[PROBLEM DESCRIPTION] Only an exact repetition of the entries counts as an answer.

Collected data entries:

- - -

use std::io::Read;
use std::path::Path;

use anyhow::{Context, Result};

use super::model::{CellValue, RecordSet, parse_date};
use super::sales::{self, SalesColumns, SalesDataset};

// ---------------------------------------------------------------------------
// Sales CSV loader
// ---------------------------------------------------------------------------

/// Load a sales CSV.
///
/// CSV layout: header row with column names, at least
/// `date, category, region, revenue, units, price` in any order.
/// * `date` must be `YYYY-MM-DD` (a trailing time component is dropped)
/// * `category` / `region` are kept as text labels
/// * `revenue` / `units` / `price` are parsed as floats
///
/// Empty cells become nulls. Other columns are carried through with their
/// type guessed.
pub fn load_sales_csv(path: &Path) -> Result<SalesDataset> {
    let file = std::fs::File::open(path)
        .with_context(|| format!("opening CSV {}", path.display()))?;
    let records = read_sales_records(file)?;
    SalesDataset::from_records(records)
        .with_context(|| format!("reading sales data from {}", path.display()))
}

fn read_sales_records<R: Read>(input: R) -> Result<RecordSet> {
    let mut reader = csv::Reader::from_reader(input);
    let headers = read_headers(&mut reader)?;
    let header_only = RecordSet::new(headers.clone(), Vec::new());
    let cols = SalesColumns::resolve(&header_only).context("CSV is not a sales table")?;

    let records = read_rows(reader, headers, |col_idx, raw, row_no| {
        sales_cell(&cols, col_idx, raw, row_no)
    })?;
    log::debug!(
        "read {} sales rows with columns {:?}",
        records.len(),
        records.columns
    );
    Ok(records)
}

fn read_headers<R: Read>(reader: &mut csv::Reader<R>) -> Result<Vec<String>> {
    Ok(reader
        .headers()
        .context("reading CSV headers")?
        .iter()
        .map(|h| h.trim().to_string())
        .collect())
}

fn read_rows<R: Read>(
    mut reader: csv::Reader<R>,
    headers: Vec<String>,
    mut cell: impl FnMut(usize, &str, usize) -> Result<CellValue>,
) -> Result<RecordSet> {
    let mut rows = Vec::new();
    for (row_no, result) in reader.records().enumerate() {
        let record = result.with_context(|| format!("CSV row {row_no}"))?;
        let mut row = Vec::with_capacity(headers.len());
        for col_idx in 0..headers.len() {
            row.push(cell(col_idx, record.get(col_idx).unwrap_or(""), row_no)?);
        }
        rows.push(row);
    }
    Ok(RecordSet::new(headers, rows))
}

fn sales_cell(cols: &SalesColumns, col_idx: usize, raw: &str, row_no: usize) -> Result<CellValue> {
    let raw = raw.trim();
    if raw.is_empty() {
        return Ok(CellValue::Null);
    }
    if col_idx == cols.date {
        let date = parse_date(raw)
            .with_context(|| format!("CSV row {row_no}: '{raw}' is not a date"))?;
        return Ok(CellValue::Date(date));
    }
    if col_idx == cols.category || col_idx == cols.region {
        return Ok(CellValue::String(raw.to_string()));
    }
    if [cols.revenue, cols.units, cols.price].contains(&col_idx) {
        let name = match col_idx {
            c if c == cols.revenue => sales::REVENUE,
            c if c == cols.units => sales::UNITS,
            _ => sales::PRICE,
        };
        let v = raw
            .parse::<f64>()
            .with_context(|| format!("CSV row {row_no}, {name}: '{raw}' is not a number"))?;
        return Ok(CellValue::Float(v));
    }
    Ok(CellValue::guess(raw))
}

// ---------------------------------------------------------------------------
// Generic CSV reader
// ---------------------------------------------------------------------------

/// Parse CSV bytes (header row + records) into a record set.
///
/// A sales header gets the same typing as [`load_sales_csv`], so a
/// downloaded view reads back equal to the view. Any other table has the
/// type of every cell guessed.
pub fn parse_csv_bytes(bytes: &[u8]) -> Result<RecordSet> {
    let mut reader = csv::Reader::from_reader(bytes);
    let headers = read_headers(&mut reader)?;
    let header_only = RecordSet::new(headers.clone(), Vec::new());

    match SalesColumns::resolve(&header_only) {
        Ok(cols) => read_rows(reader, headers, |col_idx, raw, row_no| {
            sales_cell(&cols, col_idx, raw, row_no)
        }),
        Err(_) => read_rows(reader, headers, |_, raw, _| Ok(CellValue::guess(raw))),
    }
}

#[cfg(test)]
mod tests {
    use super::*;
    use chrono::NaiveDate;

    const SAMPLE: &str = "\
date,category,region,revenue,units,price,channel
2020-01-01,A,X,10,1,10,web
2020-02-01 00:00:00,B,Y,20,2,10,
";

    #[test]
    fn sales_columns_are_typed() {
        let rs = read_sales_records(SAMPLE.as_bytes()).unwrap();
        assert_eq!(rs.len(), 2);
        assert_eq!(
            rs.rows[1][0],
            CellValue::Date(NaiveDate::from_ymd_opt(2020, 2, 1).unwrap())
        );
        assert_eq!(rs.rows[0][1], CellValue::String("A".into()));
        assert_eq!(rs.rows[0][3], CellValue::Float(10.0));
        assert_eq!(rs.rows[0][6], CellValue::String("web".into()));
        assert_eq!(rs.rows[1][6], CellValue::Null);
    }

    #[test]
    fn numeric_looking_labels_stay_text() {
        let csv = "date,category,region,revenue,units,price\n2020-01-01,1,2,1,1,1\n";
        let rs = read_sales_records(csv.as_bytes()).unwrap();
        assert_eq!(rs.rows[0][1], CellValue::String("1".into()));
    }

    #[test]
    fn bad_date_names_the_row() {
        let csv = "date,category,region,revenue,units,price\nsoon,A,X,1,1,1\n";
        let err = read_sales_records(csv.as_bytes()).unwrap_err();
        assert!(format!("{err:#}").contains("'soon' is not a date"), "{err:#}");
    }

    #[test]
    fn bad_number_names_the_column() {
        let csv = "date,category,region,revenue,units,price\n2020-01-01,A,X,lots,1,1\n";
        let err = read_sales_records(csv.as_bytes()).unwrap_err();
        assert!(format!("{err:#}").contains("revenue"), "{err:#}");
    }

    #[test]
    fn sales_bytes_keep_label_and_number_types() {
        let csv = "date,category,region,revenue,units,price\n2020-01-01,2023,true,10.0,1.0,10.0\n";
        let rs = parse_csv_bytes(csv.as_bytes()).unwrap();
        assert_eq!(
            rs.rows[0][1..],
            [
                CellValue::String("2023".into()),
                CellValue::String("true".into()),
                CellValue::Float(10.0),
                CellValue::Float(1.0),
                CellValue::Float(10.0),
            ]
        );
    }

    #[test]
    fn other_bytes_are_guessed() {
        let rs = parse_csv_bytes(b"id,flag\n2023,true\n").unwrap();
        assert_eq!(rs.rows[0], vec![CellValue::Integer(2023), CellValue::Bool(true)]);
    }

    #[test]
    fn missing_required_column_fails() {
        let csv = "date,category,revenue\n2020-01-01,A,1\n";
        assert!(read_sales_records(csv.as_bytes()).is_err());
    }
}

- - -

[SOLUTION]
use std::io::Read;
use std::path::Path;

use anyhow::{Context, Result};

use super::model::{CellValue, RecordSet, parse_date};
use super::sales::{self, SalesColumns, SalesDataset};

// ---------------------------------------------------------------------------
// Sales CSV loader
// ---------------------------------------------------------------------------

/// Load a sales CSV.
///
/// CSV layout: header row with column names, at least
/// `date, category, region, revenue, units, price` in any order.
/// * `date` must be `YYYY-MM-DD` (a trailing time component is dropped)
/// * `category` / `region` are kept as text labels
/// * `revenue` / `units` / `price` are parsed as floats
///
/// Empty cells become nulls. Other columns are carried through with their
/// type guessed.
pub fn load_sales_csv(path: &Path) -> Result<SalesDataset> {
    let file = std::fs::File::open(path)
        .with_context(|| format!("opening CSV {}", path.display()))?;
    let records = read_sales_records(file)?;
    SalesDataset::from_records(records)
        .with_context(|| format!("reading sales data from {}", path.display()))
}

fn read_sales_records<R: Read>(input: R) -> Result<RecordSet> {
    let mut reader = csv::Reader::from_reader(input);
    let headers = read_headers(&mut reader)?;
    let header_only = RecordSet::new(headers.clone(), Vec::new());
    let cols = SalesColumns::resolve(&header_only).context("CSV is not a sales table")?;

    let records = read_rows(reader, headers, |col_idx, raw, row_no| {
        sales_cell(&cols, col_idx, raw, row_no)
    })?;
    log::debug!(
        "read {} sales rows with columns {:?}",
        records.len(),
        records.columns
    );
    Ok(records)
}

fn read_headers<R: Read>(reader: &mut csv::Reader<R>) -> Result<Vec<String>> {
    Ok(reader
        .headers()
        .context("reading CSV headers")?
        .iter()
        .map(|h| h.trim().to_string())
        .collect())
}

fn read_rows<R: Read>(
    mut reader: csv::Reader<R>,
    headers: Vec<String>,
    mut cell: impl FnMut(usize, &str, usize) -> Result<CellValue>,
) -> Result<RecordSet> {
    let mut rows = Vec::new();
    for (row_no, result) in reader.records().enumerate() {
        let record = result.with_context(|| format!("CSV row {row_no}"))?;
        let mut row = Vec::with_capacity(headers.len());
        for col_idx in 0..headers.len() {
            row.push(cell(col_idx, record.get(col_idx).unwrap_or(""), row_no)?);
        }
        rows.push(row);
    }
    Ok(RecordSet::new(headers, rows))
}

fn sales_cell(cols: &SalesColumns, col_idx: usize, raw: &str, row_no: usize) -> Result<CellValue> {
    let raw = raw.trim();
    if raw.is_empty() {
        return Ok(CellValue::Null);
    }
    if col_idx == cols.date {
        let date = parse_date(raw)
            .with_context(|| format!("CSV row {row_no}: '{raw}' is not a date"))?;
        return Ok(CellValue::Date(date));
    }
    if col_idx == cols.category || col_idx == cols.region {
        return Ok(CellValue::String(raw.to_string()));
    }
    if [cols.revenue, cols.units, cols.price].contains(&col_idx) {
        let name = match col_idx {
            c if c == cols.revenue => sales::REVENUE,
            c if c == cols.units => sales::UNITS,
            _ => sales::PRICE,
        };
        let v = raw
            .parse::<f64>()
            .with_context(|| format!("CSV row {row_no}, {name}: '{raw}' is not a number"))?;
        return Ok(CellValue::Float(v));
    }
    Ok(CellValue::guess(raw))
}

// ---------------------------------------------------------------------------
// Generic CSV reader
// ---------------------------------------------------------------------------

/// Parse CSV bytes (header row + records) into a record set.
///
/// A sales header gets the same typing as [`load_sales_csv`], so a
/// downloaded view reads back equal to the view. Any other table has the
/// type of every cell guessed.
pub fn parse_csv_bytes(bytes: &[u8]) -> Result<RecordSet> {
    let mut reader = csv::Reader::from_reader(bytes);
    let headers = read_headers(&mut reader)?;
    let header_only = RecordSet::new(headers.clone(), Vec::new());

    match SalesColumns::resolve(&header_only) {
        Ok(cols) => read_rows(reader, headers, |col_idx, raw, row_no| {
            sales_cell(&cols, col_idx, raw, row_no)
        }),
        Err(_) => read_rows(reader, headers, |_, raw, _| Ok(CellValue::guess(raw))),
    }
}

#[cfg(test)]
mod tests {
    use super::*;
    use chrono::NaiveDate;

    const SAMPLE: &str = "\
date,category,region,revenue,units,price,channel
2020-01-01,A,X,10,1,10,web
2020-02-01 00:00:00,B,Y,20,2,10,
";

    #[test]
    fn sales_columns_are_typed() {
        let rs = read_sales_records(SAMPLE.as_bytes()).unwrap();
        assert_eq!(rs.len(), 2);
        assert_eq!(
            rs.rows[1][0],
            CellValue::Date(NaiveDate::from_ymd_opt(2020, 2, 1).unwrap())
        );
        assert_eq!(rs.rows[0][1], CellValue::String("A".into()));
        assert_eq!(rs.rows[0][3], CellValue::Float(10.0));
        assert_eq!(rs.rows[0][6], CellValue::String("web".into()));
        assert_eq!(rs.rows[1][6], CellValue::Null);
    }

    #[test]
    fn numeric_looking_labels_stay_text() {
        let csv = "date,category,region,revenue,units,price\n2020-01-01,1,2,1,1,1\n";
        let rs = read_sales_records(csv.as_bytes()).unwrap();
        assert_eq!(rs.rows[0][1], CellValue::String("1".into()));
    }

    #[test]
    fn bad_date_names_the_row() {
        let csv = "date,category,region,revenue,units,price\nsoon,A,X,1,1,1\n";
        let err = read_sales_records(csv.as_bytes()).unwrap_err();
        assert!(format!("{err:#}").contains("'soon' is not a date"), "{err:#}");
    }

    #[test]
    fn bad_number_names_the_column() {
        let csv = "date,category,region,revenue,units,price\n2020-01-01,A,X,lots,1,1\n";
        let err = read_sales_records(csv.as_bytes()).unwrap_err();
        assert!(format!("{err:#}").contains("revenue"), "{err:#}");
    }

    #[test]
    fn sales_bytes_keep_label_and_number_types() {
        let csv = "date,category,region,revenue,units,price\n2020-01-01,2023,true,10.0,1.0,10.0\n";
        let rs = parse_csv_bytes(csv.as_bytes()).unwrap();
        assert_eq!(
            rs.rows[0][1..],
            [
                CellValue::String("2023".into()),
                CellValue::String("true".into()),
                CellValue::Float(10.0),
                CellValue::Float(1.0),
                CellValue::Float(10.0),
            ]
        );
    }

    #[test]
    fn other_bytes_are_guessed() {
        let rs = parse_csv_bytes(b"id,flag\n2023,true\n").unwrap();
        assert_eq!(rs.rows[0], vec![CellValue::Integer(2023), CellValue::Bool(true)]);
    }

    #[test]
    fn missing_required_column_fails() {
        let csv = "date,category,revenue\n2020-01-01,A,1\n";
        assert!(read_sales_records(csv.as_bytes()).is_err());
    }
}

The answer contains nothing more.